* [TASK DETAILS] Word for word, restate the lines of the data from the first through the one containing "outputs the external", and nothing else.

* [SUPPLIED INFORMATION]
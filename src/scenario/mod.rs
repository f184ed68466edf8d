//! Scenario data model: generators, regions, costs, and the dispatch seam.
//!
//! A [`ScenarioContext`] bundles everything the evaluator needs — the demand
//! time series, the generator roster, inter-region link topology, and the
//! cost model — together with the per-generator outputs the external
//! dispatch simulation writes back. The simulator itself is consumed only
//! through the [`DispatchModel`] trait.

mod context;
mod generator;

pub use context::{DispatchModel, Region, ScenarioContext};
pub use generator::{annuity_factor, CostModel, Generator, Technology};

/// Hours in a year, used to convert simulated horizons into years.
pub const HOURS_PER_YEAR: f64 = 8760.0;
//! Cost scoring and fitness assembly.

use serde::{Deserialize, Serialize};

use super::constraints::{ConstraintSet, ReasonMask};
use super::penalties;
use crate::run::RunConfig;
use crate::scenario::{annuity_factor, ScenarioContext};

/// The additive components of a candidate's scalar fitness.
///
/// Cost and penalty are both expressed in $/MWh: aggregate dollars over the
/// simulated horizon divided by total demand energy. The optimiser
/// minimises their sum.
#[derive(Debug, Clone, Copy, PartialEq, Serialize, Deserialize)]
pub struct FitnessResult {
    /// Annualised capital + operating + transmission cost, $/MWh.
    pub cost: f64,
    /// Aggregate cubic penalty, $/MWh.
    pub penalty: f64,
    /// Constraints violated by this candidate.
    pub reasons: ReasonMask,
}

impl FitnessResult {
    /// The scalar the optimiser sees.
    pub fn fitness(&self) -> f64 {
        self.cost + self.penalty
    }
}

/// Folds each ordered region pair into an undirected capacity: the larger
/// of the forward and reverse maximum flows lands in the lower-triangular
/// cell, the upper-triangular cell is zeroed. Idempotent.
pub fn symmetrise_exchanges(exchanges: &mut [Vec<f64>]) {
    let n = exchanges.len();
    for i in 0..n {
        for j in (i + 1)..n {
            let forward = exchanges[i][j];
            let reverse = exchanges[j][i];
            exchanges[j][i] = forward.max(reverse);
            exchanges[i][j] = 0.0;
        }
    }
}

/// Computes annualised system cost and aggregates penalties into a
/// [`FitnessResult`].
#[derive(Debug, Clone, Copy)]
pub struct CostEvaluator {
    /// When set, the symmetrised exchange matrix is costed as net-new
    /// transmission capacity.
    pub transmission: bool,
}

impl CostEvaluator {
    pub fn new(transmission: bool) -> Self {
        Self { transmission }
    }

    /// Scores the context after a dispatch run.
    ///
    /// Symmetrises the exchange matrix in place when transmission tracking
    /// is enabled, so the finalisation step can serialize the same matrix
    /// it was costed from.
    pub fn score(
        &self,
        ctx: &mut ScenarioContext,
        config: &RunConfig,
        constraints: &ConstraintSet,
    ) -> FitnessResult {
        let years = ctx.years();
        let dt = ctx.dt_hours;

        let mut cost: f64 = {
            let costs = &ctx.costs;
            ctx.generators
                .iter()
                .map(|g| g.annual_capital_cost(costs) * years + g.operating_cost(costs, dt, years))
                .sum()
        };

        if self.transmission {
            symmetrise_exchanges(&mut ctx.exchanges_mw);
            cost += transmission_cost(ctx, years);
        }

        let report = penalties::assess(ctx, config, constraints);
        let energy = ctx.total_demand_energy_mwh();
        FitnessResult {
            cost: cost / energy,
            penalty: report.value / energy,
            reasons: report.reasons,
        }
    }
}

/// Prices net-new undirected link capacity from the symmetrised exchange
/// matrix: existing capacity is subtracted (floored at zero), the remainder
/// priced per MW·km and annualised over the transmission lifetime.
fn transmission_cost(ctx: &ScenarioContext, years: f64) -> f64 {
    let n = ctx.regions.len();
    let af = annuity_factor(ctx.costs.discount_rate, ctx.costs.tx_lifetime_years);
    let mut cost = 0.0;
    for i in 0..n {
        for j in (i + 1)..n {
            let required = ctx.exchanges_mw[j][i];
            let existing = ctx.link_capacity_mw[i][j].max(ctx.link_capacity_mw[j][i]);
            let net_new = (required - existing).max(0.0);
            let distance = ctx.link_distance_km[i][j].max(ctx.link_distance_km[j][i]);
            cost += net_new * distance * ctx.costs.tx_cost_per_mw_km / af * years;
        }
    }
    cost
}
//! Least-cost electricity generation capacity-mix search.
//!
//! Searches for the cheapest mix of generating capacity that satisfies a
//! time-series demand profile under engineering and policy constraints
//! (reliability, emissions, fuel-share limits, reserves, regional
//! generation shares).
//!
//! The crate couples three pieces:
//!
//! - **CMA-ES search** ([`cmaes`]): a covariance-matrix-adapting evolution
//!   strategy proposes candidate capacity vectors and re-estimates its
//!   search distribution from ranked fitness each generation.
//! - **Penalty/cost evaluation** ([`evaluate`]): each candidate is applied
//!   to the scenario, dispatched by an external simulator, and scored as
//!   annualised cost plus cubic constraint penalties, with violated
//!   constraints reported as a bitmask of reasons.
//! - **Run control and persistence** ([`run`]): a controller drives the
//!   generation loop, survives interruption without discarding progress,
//!   and persists a per-evaluation trace plus results/exchanges artifacts.
//!
//! The time-stepped merit-order dispatch simulation is deliberately
//! external: it is consumed through the
//! [`DispatchModel`](scenario::DispatchModel) trait and must populate the
//! scenario's power, spill, unserved, and exchange outputs in place.
//!
//! # Example
//!
//! ```no_run
//! use capmix::run::{RunConfig, RunController};
//! use capmix::scenario::{DispatchModel, Generator, ScenarioContext, Technology};
//!
//! # struct MyDispatch;
//! # impl DispatchModel for MyDispatch {
//! #     fn dispatch(&self, _ctx: &mut ScenarioContext) -> capmix::error::Result<()> { Ok(()) }
//! # }
//! let mut ctx = ScenarioContext::single_region(vec![950.0; 8760], 1.0);
//! ctx.generators.push(Generator::new("ccgt-1", 0, Technology::Ccgt));
//!
//! let config = RunConfig::default()
//!     .with_generations(100)
//!     .with_seed(42)
//!     .with_trace_path("trace.csv");
//!
//! let summary = RunController::new(&config, &MyDispatch)
//!     .run(&mut ctx)
//!     .expect("run failed");
//! println!("best score: {:.2} $/MWh", summary.result.fitness());
//! ```

pub mod cmaes;
pub mod error;
pub mod evaluate;
pub mod run;
pub mod scenario;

* [EXPECTED ANSWER]
filename src/scenario/mod.rs
repository f184ed68466edf8d
//! Scenario data model: generators, regions, costs, and the dispatch seam.
//!
//! A [`ScenarioContext`] bundles everything the evaluator needs — the demand
//! time series, the generator roster, inter-region link topology, and the
//! cost model — together with the per-generator outputs the external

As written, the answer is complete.